Вика хмурится и отворачивается. Они берут билеты и ждут у двери. Вика понимает, что ждут они ее, и идет к двери, соорудив на лице каменное равнодушие.
— Ничего особенного, — говорит ей вслед один.
— Зеленый помидор, — добавляет другой.
Она знает, чем можно убить первого: «Курточку вчера купили? Между прочим, замша выгорает на солнце». Но связываться с такими типами, когда ты одна, опасно. Вика выходит на улицу и смотрит в лица выходящим из кино людям. Девочка с длинными волосами не идет, а плывет. Ее толкают, закрывают плечами, а она, как лодка, выныривает и плывет дальше. Вика смотрит ей в лицо и решает — хороший фильм.
Вечером она говорит Галке:
— Все плачут, все переживают, а у меня ни в одном глазу.
Галка видела фильм.
— Это у тебя возрастное. Пятнадцать лет — самый жестокий возраст.
Вика замирает от обиды.
— У меня перспективный возраст, — упавшим голосом говорит она.
Галка сидит перед зеркалом, льет на вату лосьон и вытирает лицо. Вика разбирает постель, раздевается, ложится и смотрит на худенькую Галку в зеленом, шелковом халате, на ее большую, в колючках бигуди голову. «Похожа на кузнечика, — думает Вика. — Такой милый, зеленый кузнец».
— Галка, — говорит она, — разве я виновата, что мне их не жалко?
Галка не отвечает.
— Галка, если они любили друг друга, то почему не поженились?
Галка еще немного молчит, потом отвечает:
— Чем умней люди, тем сложней жизнь. У дураков все просто.
Вика поднимает брови и снимает халат. Потом говорит:
— А я считаю, что наоборот.
— Что наоборот?
— У дураков все сложно. Этот физик из картины — дурак. У него на полу шкура белого медведя.
— При чем здесь шкура?
— Он же не охотник. Шкура на полу должна быть или у охотника, или у дурака.
Галка щурится и смотрит на Вику внимательно.
— А ты умеешь наблюдать. Ты это верно подметила. Шкура белого медведя должна быть у охотника.
Вике хочется спросить, как Галка стала режиссером, какой у нее в детстве был профиль, но Галка потушила свет и сказала в темноте:
— Спи, подросток.
Утром Вика увидела из окна Толика. Он шел по двору с рюкзаком в руке. Ремни рюкзака тащились по асфальту, ворот рубашки расстегнут, и даже издали видно, как он загорел и похудел. Вика открыла окно и крикнула:
— Толик, у тебя уже кончилась практика?
Толик остановился, задрал голову и помахал рукой:
— Привет соседям.
Вика подождала, пока он взберется на свой этаж, и позвонила по телефону:
— Толика можно?
— Толик только что приехал, дайте ему время стряхнуть с себя пыль.

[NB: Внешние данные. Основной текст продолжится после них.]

//! The kata work directory as seen by the agents.
//!
//! Reads snapshots of source and test files, writes proposed edits and puts back
//! the previous contents when an attempt is rejected.

use std::fs;
use std::path::{Path, PathBuf};

use anyhow::{Context, Result};
use tracing::{debug, instrument};
use walkdir::WalkDir;

use crate::core::edit::ParsedEdit;
use crate::core::path::has_extension;
use crate::core::snapshot::TreeSnapshot;
use crate::core::types::SourceLayout;

/// One file touched by [`Workspace::apply`].
#[derive(Debug, Clone, PartialEq, Eq)]
pub struct AppliedFile {
    pub path: String,
    /// Contents before the edit; `None` if the file was created.
    pub prior: Option<String>,
    /// False when the edit matched the existing contents exactly.
    pub changed: bool,
}

/// Undo record for one attempt.
#[derive(Debug, Clone, Default, PartialEq, Eq)]
pub struct AppliedEdits {
    files: Vec<AppliedFile>,
}

impl AppliedEdits {
    /// Paths whose contents actually changed.
    pub fn changed_paths(&self) -> Vec<String> {
        self.files
            .iter()
            .filter(|file| file.changed)
            .map(|file| file.path.clone())
            .collect()
    }

    pub fn is_noop(&self) -> bool {
        self.files.iter().all(|file| !file.changed)
    }
}

#[derive(Debug, Clone)]
pub struct Workspace {
    root: PathBuf,
}

impl Workspace {
    pub fn new(root: impl Into<PathBuf>) -> Self {
        Self { root: root.into() }
    }

    pub fn root(&self) -> &Path {
        &self.root
    }

    /// Read every source and test file with the layout's extension.
    #[instrument(skip_all)]
    pub fn snapshot(&self, layout: &SourceLayout) -> Result<TreeSnapshot> {
        let mut snapshot = TreeSnapshot::new();
        for dir in [&layout.source_root, &layout.test_root] {
            let base = self.root.join(dir);
            if !base.is_dir() {
                continue;
            }
            for entry in WalkDir::new(&base).sort_by_file_name() {
                let entry = entry.with_context(|| format!("walk {}", base.display()))?;
                if !entry.file_type().is_file() {
                    continue;
                }
                let relative = relative_slash_path(&self.root, entry.path())?;
                if !has_extension(&relative, &layout.extension) {
                    continue;
                }
                let contents = fs::read_to_string(entry.path())
                    .with_context(|| format!("read {}", entry.path().display()))?;
                snapshot.insert(relative, contents);
            }
        }
        debug!(files = snapshot.len(), "snapshot taken");
        Ok(snapshot)
    }

    /// Write every edit, remembering what was there before.
    ///
    /// On a write failure the edits already applied are rolled back before the
    /// error is returned.
    #[instrument(skip_all, fields(files = edit.len()))]
    pub fn apply(&self, edit: &ParsedEdit) -> Result<AppliedEdits> {
        let mut applied = AppliedEdits::default();
        for file_edit in edit.edits() {
            let target = self.root.join(&file_edit.path);
            let prior = read_optional(&target)?;
            let changed = prior.as_deref() != Some(file_edit.content.as_str());
            if changed && let Err(err) = write_file(&target, &file_edit.content) {
                self.restore(&applied)
                    .context("roll back partially applied edits")?;
                return Err(err);
            }
            applied.files.push(AppliedFile {
                path: file_edit.path.clone(),
                prior,
                changed,
            });
        }
        debug!(changed = ?applied.changed_paths(), "edits applied");
        Ok(applied)
    }

    /// Put back the contents recorded by `apply`; created files are removed.
    #[instrument(skip_all)]
    pub fn restore(&self, applied: &AppliedEdits) -> Result<()> {
        for file in applied.files.iter().rev().filter(|file| file.changed) {
            let target = self.root.join(&file.path);
            match &file.prior {
                Some(contents) => write_file(&target, contents)?,
                None => {
                    if target.exists() {
                        fs::remove_file(&target)
                            .with_context(|| format!("remove {}", target.display()))?;
                    }
                }
            }
        }
        debug!(files = applied.files.len(), "edits restored");
        Ok(())
    }
}

fn read_optional(path: &Path) -> Result<Option<String>> {
    if !path.exists() {
        return Ok(None);
    }
    fs::read_to_string(path)
        .map(Some)
        .with_context(|| format!("read {}", path.display()))
}

fn write_file(path: &Path, contents: &str) -> Result<()> {
    if let Some(parent) = path.parent() {
        fs::create_dir_all(parent)
            .with_context(|| format!("create directory {}", parent.display()))?;
    }
    fs::write(path, contents).with_context(|| format!("write {}", path.display()))
}

fn relative_slash_path(root: &Path, path: &Path) -> Result<String> {
    let relative = path
        .strip_prefix(root)
        .with_context(|| format!("{} is outside {}", path.display(), root.display()))?;
    Ok(relative
        .components()
        .map(|component| component.as_os_str().to_string_lossy())
        .collect::<Vec<_>>()
        .join("/"))
}

#[cfg(test)]
mod tests {
    use super::*;
    use crate::test_support::rust_layout;

    fn workspace() -> (tempfile::TempDir, Workspace) {
        let temp = tempfile::tempdir().expect("tempdir");
        let workspace = Workspace::new(temp.path());
        (temp, workspace)
    }

    #[test]
    fn snapshot_reads_sources_and_tests_with_extension() {
        let (temp, workspace) = workspace();
        let root = temp.path();
        fs::create_dir_all(root.join("src/nested")).expect("mkdir");
        fs::create_dir_all(root.join("tests")).expect("mkdir");
        fs::write(root.join("src/lib.rs"), "pub mod nested;\n").expect("write");
        fs::write(root.join("src/nested/mod.rs"), "pub fn f() {}\n").expect("write");
        fs::write(root.join("tests/test_f.rs"), "#[test] fn f() {}\n").expect("write");
        fs::write(root.join("src/notes.txt"), "ignored").expect("write");
        fs::write(root.join("Cargo.toml"), "[package]").expect("write");

        let snapshot = workspace.snapshot(&rust_layout("kata")).expect("snapshot");
        let paths: Vec<&str> = snapshot.paths().collect();
        assert_eq!(
            paths,
            vec!["src/lib.rs", "src/nested/mod.rs", "tests/test_f.rs"]
        );
    }

    #[test]
    fn apply_then_restore_returns_to_previous_tree() {
        let (temp, workspace) = workspace();
        let root = temp.path();
        fs::create_dir_all(root.join("src")).expect("mkdir");
        fs::write(root.join("src/lib.rs"), "old\n").expect("write");

        let edit = ParsedEdit::from_blocks([("src/lib.rs", "new"), ("src/extra.rs", "extra")])
            .expect("edit");
        let applied = workspace.apply(&edit).expect("apply");
        assert_eq!(applied.changed_paths(), vec!["src/lib.rs", "src/extra.rs"]);
        assert_eq!(fs::read_to_string(root.join("src/lib.rs")).expect("read"), "new\n");

        workspace.restore(&applied).expect("restore");
        assert_eq!(fs::read_to_string(root.join("src/lib.rs")).expect("read"), "old\n");
        assert!(!root.join("src/extra.rs").exists());
    }

    #[test]
    fn identical_content_is_a_noop() {
        let (temp, workspace) = workspace();
        fs::create_dir_all(temp.path().join("src")).expect("mkdir");
        fs::write(temp.path().join("src/lib.rs"), "same\n").expect("write");

        let edit = ParsedEdit::from_blocks([("src/lib.rs", "same")]).expect("edit");
        let applied = workspace.apply(&edit).expect("apply");
        assert!(applied.is_noop());
        assert!(applied.changed_paths().is_empty());
    }
}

И тут же голос Толика, громкий, тревожный:
— Кто говорит?
— Вика.
— А, Мадонна… — В голосе Толика послышалась досада: — Ну, что новенького?
— Ты новенький.
— Ну, ладно, я через полчасика загляну.
Он не заглянул, прошагал по двору в нейлоновой, сверкающей на солнце рубашке; Вика видела, что волосы у него мокрые после душа.
Вечером она опять ему звонила. Соседка брала трубку и, подвывая, как сирена, тянула: «Я слу-у-у-шаю». Вика басом останавливала ее: «Зоомагазин?» Потом ей надоело звонить этому бездарному, с затертым лицом Толику, и она позвонила Красильниковым:
— Добрый вечер…
— Добрый вечер, Вика, — ответила мадам.
У Вики был план: «Добрый вечер. Не беспокоят ли вас мышки? Наше бюро добрых услуг выдает на прокат смелых и находчивых котов». Но мадам спутала все планы.

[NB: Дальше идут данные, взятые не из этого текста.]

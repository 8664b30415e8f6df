//! Free-text matcher over the knowledge base.
//!
//! Matching is plain substring containment on the lowercased utterance:
//! no tokenization, no accent folding. Categories are scanned in knowledge
//! base order as a fold over an explicit accumulator ([`Scan`]).
//!
//! Fallback rule: when a category triggers but none of its symptoms hit,
//! all its problems are added at [`Relevance::Fallback`], but only if the
//! accumulated list is still empty at that point. A category scanned after
//! an earlier hit therefore contributes nothing on keyword alone. This
//! ordering sensitivity is kept as observed behavior.

use crate::knowledge::{Category, KnowledgeBase, ProblemDefinition};
use serde::{Deserialize, Serialize};
use tracing::debug;

/// Maximum number of matches returned per utterance
pub const MAX_MATCHES: usize = 2;

/// Fixed relevance tiers, serialized as their numeric score
#[derive(Debug, Clone, Copy, PartialEq, Eq, PartialOrd, Ord, Hash, Serialize, Deserialize)]
#[serde(into = "f32", try_from = "f32")]
pub enum Relevance {
    /// Category keyword only, no symptom recognized (0.5)
    Fallback,
    /// Reserved tier, never produced (1)
    Reserved,
    /// A symptom phrase of the problem was found (2)
    Symptom,
}

impl Relevance {
    pub fn score(self) -> f32 {
        match self {
            Self::Symptom => 2.0,
            Self::Reserved => 1.0,
            Self::Fallback => 0.5,
        }
    }
}

impl From<Relevance> for f32 {
    fn from(relevance: Relevance) -> Self {
        relevance.score()
    }
}

impl TryFrom<f32> for Relevance {
    type Error = String;

    fn try_from(score: f32) -> Result<Self, Self::Error> {
        if score == 2.0 {
            Ok(Self::Symptom)
        } else if score == 1.0 {
            Ok(Self::Reserved)
        } else if score == 0.5 {
            Ok(Self::Fallback)
        } else {
            Err(format!("Invalid relevance score: {}", score))
        }
    }
}

impl std::fmt::Display for Relevance {
    fn fmt(&self, f: &mut std::fmt::Formatter<'_>) -> std::fmt::Result {
        write!(f, "{}", self.score())
    }
}

/// A candidate problem for one utterance
#[derive(Debug, Clone, PartialEq, Eq, Serialize, Deserialize)]
pub struct Match {
    pub category_id: String,
    pub problem_id: String,
    pub relevance: Relevance,
}

impl Match {
    pub fn new(category: &Category, problem: &ProblemDefinition, relevance: Relevance) -> Self {
        Self {
            category_id: category.id.clone(),
            problem_id: problem.id.clone(),
            relevance,
        }
    }
}

/// Accumulator threaded through the category scan
#[derive(Debug, Clone, Default, PartialEq, Eq)]
pub struct Scan {
    matches: Vec<Match>,
}

impl Scan {
    pub fn new() -> Self {
        Self::default()
    }

    pub fn is_empty(&self) -> bool {
        self.matches.is_empty()
    }

    pub fn len(&self) -> usize {
        self.matches.len()
    }

    /// Matches in discovery order
    pub fn matches(&self) -> &[Match] {
        &self.matches
    }

    /// Stable sort by relevance (highest first), then truncate
    pub fn into_ranked(self) -> Vec<Match> {
        let mut matches = self.matches;
        matches.sort_by(|a, b| b.relevance.cmp(&a.relevance));
        matches.truncate(MAX_MATCHES);
        matches
    }
}

/// Lowercase the utterance. Nothing else is normalized.
pub fn normalize(utterance: &str) -> String {
    utterance.to_lowercase()
}

/// Rank at most [`MAX_MATCHES`] problems for an utterance
pub fn match_utterance(utterance: &str, kb: &KnowledgeBase) -> Vec<Match> {
    let normalized = normalize(utterance);

    let scan = kb
        .categories()
        .iter()
        .fold(Scan::new(), |scan, category| scan_category(category, &normalized, scan));

    debug!(candidates = scan.len(), "scan complete");
    scan.into_ranked()
}

/// One step of the scan: fold a single category into the accumulator
pub fn scan_category(category: &Category, normalized: &str, mut scan: Scan) -> Scan {
    if !category.is_triggered_by(normalized) {
        return scan;
    }

    let mut hits = 0;
    for problem in &category.problems {
        if problem.matches(normalized) {
            scan.matches.push(Match::new(category, problem, Relevance::Symptom));
            hits += 1;
        }
    }

    // Global emptiness, not per category
    let fallback = scan.is_empty();
    if fallback {
        scan.matches.extend(
            category
                .problems
                .iter()
                .map(|p| Match::new(category, p, Relevance::Fallback)),
        );
    }

    debug!(category = %category.id, hits, fallback, "category triggered");
    scan
}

— А мы, Вика, только что говорили о тебе.
— Обо мне… — Вика не знала, что говорить, в голове крутились всякие подлые словечки «по-испански?». «Вы говорили обо мне, надеюсь, по-испански».

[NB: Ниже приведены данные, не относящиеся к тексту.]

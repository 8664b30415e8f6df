//! Shared engine for the Garagiste vehicle diagnostic assistant.
//!
//! Knowledge base, matcher, responder, text formatter and conversation log.
//! Everything here is synchronous and free of I/O apart from loading a
//! knowledge file at startup.

pub mod conversation;
pub mod engine;
pub mod error;
pub mod knowledge;
pub mod matcher;
pub mod presets;
pub mod render;
pub mod responder;

pub use conversation::{ConversationLog, ConversationMessage, Role};
pub use engine::{DiagnosticEngine, Diagnosis};
pub use error::KnowledgeError;
pub use knowledge::{Category, KnowledgeBase, ProblemDefinition, Severity};
pub use matcher::{match_utterance, Match, Relevance, MAX_MATCHES};
pub use render::{render_text, RenderStyle};
pub use responder::{compose, Advice, ResponsePayload};

/// Config directory name under the XDG config home and /etc
pub const APP_DIR: &str = "garagiste";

— Если ты ничем особенно не занята, может быть, ты придешь к нам?
— Я приду, — ответила Вика.
В большой комнате Красильниковых было темно. Светился большой экран телевизора. Когда Вика вошла, Сергей Платонович зажег свет и выключил телевизор. Вика присела на кончик стула и посмотрела на мадам.
— Если разговор этот будет тебе неприятен, — сказала мадам, — ты сразу скажи. Главное мое правило — ничего не навязывать людям.
— Я скажу, — с достоинством ответила Вика. Она посмотрела на Сергея Платоновича и увидела, что тот сидит втянув голову в плечи, изредка, из-под бровей, поглядывая то на Вику, то на жену. Мадам сидела прямая и значительная, смотрела поверх Викиной головы.
— Нам, Вика, не нравится твой образ жизни… — Мадам замолчала, словно напоминая Вике о ее праве прекратить разговор. Вика поджалась, в глазах блеснула обида, но смолчала. — Мне и Сергею Платоновичу непонятно, как человек в таком цветущем, комсомольском возрасте может так бесплодно проводить дни своей жизни.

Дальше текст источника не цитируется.